Also referred to as the Triple Test, Multiple Marker Screening, and Alpha-fetoprotein (AFP) Plus, the triple marker screening test is a maternal blood test that identifies three specific substances: AFP, hCG, and Estriol.
- AFP (Alpha-fetoprotein): This is a protein produced by the fetus.
- hCG (human Chorionic Gonadotropin): This hormone is produced by the placenta.
- Estriol: An estrogen generated by both the fetus and the placenta.
This non-invasive procedure is conducted via a blood test, which poses minimal to no risk to the mother or the developing baby.
What is a Screening Test?
It’s crucial to understand the nature of a screening test before undergoing one. This can help alleviate the anxiety that often accompanies test results. Screening tests don’t solely evaluate blood test results; they also consider various factors (like age, ethnicity, previous blood test outcomes, etc.) to estimate the likelihood of a potential abnormality. Importantly, these tests do NOT diagnose conditions; they merely indicate the need for further examination.
How is the Triple Marker Screening Test Conducted?
The triple marker screening involves drawing blood from the mother, a process that typically takes 5 to 10 minutes.
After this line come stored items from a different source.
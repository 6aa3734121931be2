use std::fmt;

use crate::config::{self, LogLevel};

/// Emit one log message through the registered hook.
///
/// Dropped when no hook is registered or `level` does not pass the configured
/// minimum. The config lock is released before the hook runs, so the hook may
/// call back into the config setters.
pub fn emit(level: LogLevel, args: fmt::Arguments<'_>) {
    let (hook, minimum) = config::log_route();
    let Some(hook) = hook else {
        return;
    };
    if !level.passes(minimum) {
        return;
    }
    hook(level, args);
}

/// Emit a message at an explicit [`LogLevel`](crate::LogLevel).
#[macro_export]
macro_rules! engine_log {
    ($level:expr, $($arg:tt)+) => {
        $crate::log::emit($level, ::std::format_args!($($arg)+))
    };
}

/// Emit an `INFO` message.
#[macro_export]
macro_rules! log_info {
    ($($arg:tt)+) => { $crate::engine_log!($crate::LogLevel::Info, $($arg)+) };
}

/// Emit a `WARN` message.
#[macro_export]
macro_rules! log_warn {
    ($($arg:tt)+) => { $crate::engine_log!($crate::LogLevel::Warn, $($arg)+) };
}

/// Emit an `ERROR` message.
#[macro_export]
macro_rules! log_error {
    ($($arg:tt)+) => { $crate::engine_log!($crate::LogLevel::Error, $($arg)+) };
}

/// Emit a `DEBUG` message.
#[macro_export]
macro_rules! log_debug {
    ($($arg:tt)+) => { $crate::engine_log!($crate::LogLevel::Debug, $($arg)+) };
}

#[cfg(test)]
mod tests {
    use super::*;
    use crate::test_support::{self, record, take_recorded};

    #[test]
    fn no_hook_drops_everything() {
        let _guard = test_support::lock();
        crate::log_error!("lost {}", 1);
        assert!(!config::snapshot().has_log_hook);
        assert!(take_recorded().is_empty());
    }

    #[test]
    fn minimum_level_filters_before_the_hook() {
        let _guard = test_support::lock();
        config::set_log_hook(Some(record));
        config::set_log_level(LogLevel::Warn);

        crate::log_info!("info {}", 1);
        assert!(take_recorded().is_empty());

        crate::log_warn!("warn {}", 2);
        crate::log_error!("error {}", 3);
        crate::log_debug!("debug {}", 4);
        assert_eq!(
            take_recorded(),
            vec![
                (LogLevel::Warn, "warn 2".to_string()),
                (LogLevel::Error, "error 3".to_string()),
                (LogLevel::Debug, "debug 4".to_string()),
            ]
        );
    }

    fn reconfiguring_hook(level: LogLevel, args: fmt::Arguments<'_>) {
        config::set_log_level(LogLevel::Error);
        record(level, args);
    }

    #[test]
    fn hook_may_reenter_config() {
        let _guard = test_support::lock();
        config::set_log_hook(Some(reconfiguring_hook));

        crate::log_info!("first");
        crate::log_info!("second");

        assert_eq!(take_recorded(), vec![(LogLevel::Info, "first".to_string())]);
        assert_eq!(config::log_level(), LogLevel::Error);
    }
}
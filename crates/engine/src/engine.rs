use serde::{Deserialize, Serialize};

use crate::event::EventRecord;

/// One engine instance driven through the bridge.
///
/// All calls arrive synchronously on the caller's thread. Any logging goes
/// through [`crate::log`] so it reaches the shared process-wide sink.
pub trait Engine: Send {
    /// Start a session for `rom_name`. An empty `table_filename` means no
    /// table file. Called again on a live session, it starts a fresh one.
    fn init(&mut self, table_filename: &str, rom_name: &str);

    /// Apply one event. Called at simulation-frame rate.
    fn data_receive(&mut self, event: EventRecord);

    /// End the current session. The instance may be re-initialised.
    fn finish(&mut self);

    /// Current state for diagnostics.
    fn status(&self) -> EngineStatus;
}

/// Details of an active session.
#[derive(Debug, Clone, PartialEq, Eq, Serialize, Deserialize)]
pub struct SessionInfo {
    /// ROM the session was started for.
    pub rom_name: String,
    /// Table file, when one was given.
    #[serde(default, skip_serializing_if = "Option::is_none")]
    pub table_filename: Option<String>,
    /// Base path resolved at `init`, when resolution succeeded.
    #[serde(default, skip_serializing_if = "Option::is_none")]
    pub base_path: Option<String>,
}

/// Engine state snapshot.
#[derive(Debug, Clone, Default, PartialEq, Eq, Serialize, Deserialize)]
pub struct EngineStatus {
    /// Active session, if any.
    pub session: Option<SessionInfo>,
    /// Number of sessions started over the instance lifetime.
    pub sessions_started: u64,
    /// Events applied in the current session.
    pub events_received: u64,
    /// Elements currently holding a non-zero value.
    pub active_elements: usize,
}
The blood sample is then sent to a lab for analysis, with results usually available within a few days.
Risks and Side Effects for Mother or Baby
Aside from potential discomfort from the blood draw, there are no known risks or side effects linked to the triple marker screening.
When is the Triple Marker Screening Test Done?
Generally, the triple marker screening is performed between the 15th and 20th weeks of pregnancy, with the most accurate results reported during weeks 16 to 18. Every pregnant woman should be offered this test, but it is particularly recommended for those who:
- Have a family history of congenital defects
- Are 35 years old or older
- Have used medications or substances that may harm the pregnancy
- Have diabetes and require insulin
- Experienced viral infections during pregnancy
- Have been exposed to elevated levels of radiation
What Does the Triple Marker Screening Test Look For?
The test measures the levels of AFP, hCG, and Estriol, comparing them against the mother’s age, weight, ethnicity, and gestational age to evaluate the risk of genetic disorders. Elevated AFP levels can indicate a neural tube defect, while low AFP and abnormal hCG or Estriol levels might suggest conditions like trisomy 21 (Down syndrome) or trisomy 18 (Edwards syndrome).
Despite its primary purpose of identifying genetic disorders, the triple marker test can also help detect:
- Multiple pregnancies
- Gestational ages that differ from initial estimates
What Do the Results of the Triple Marker Screening Test Mean?
It’s vital to remember that this test is a screening tool, not a diagnostic one. It indicates a potential risk that a mother might carry a child with a genetic disorder. The triple marker screening is known for yielding a high rate of false positives. Abnormal results warrant further testing for an accurate diagnosis. A more conservative approach includes conducting a second triple marker screening, followed by a detailed ultrasound. If the results remain abnormal, more invasive procedures like amniocentesis may be considered. Discussions regarding invasive testing should be thorough and involve healthcare providers, partners, and possibly counselors or social workers.
Why Pursue Further Testing?
Since the triple marker screening is a routine, non-invasive examination that involves no risk to the mother or child, abnormal results often justify additional testing. The motivations for further testing can vary widely among individuals and couples. Additional tests can confirm diagnoses and provide opportunities for:
- Exploring potential interventions (e.g., fetal surgery for spina bifida)
- Planning for a child with special needs
- Adjusting lifestyle changes
- Identifying support groups and resources
- Making informed decisions about the pregnancy
Some individuals or couples might choose to forgo further testing for various reasons:
- They feel comfortable with the initial results regardless of outcome
- Personal, moral, or religious beliefs may preclude decisions about continuing the pregnancy
- Some parents may opt out of any tests that pose risks to the developing baby
Discussing these risks and choices is important to ensure informed decision-making.
For more information on your baby’s expected arrival date, check out our post at Your Baby’s Expected Arrival Date and for resources on pregnancy and home insemination, visit CDC’s Pregnancy Resource. If you’re considering home insemination, you might want to explore Make a Mom for their reusable option or Vegas Pregnancy for sperm donor matching in Las Vegas. The insights on Modern Family Blog also provide valuable information on this topic.
Summary
The triple marker screening test is a non-invasive blood test that evaluates potential risks of genetic disorders in the fetus based on maternal blood markers. Understanding its purpose, process, and implications is essential for expecting parents. While abnormal results can cause concern, they often lead to further testing that can help in planning and decision-making for the pregnancy.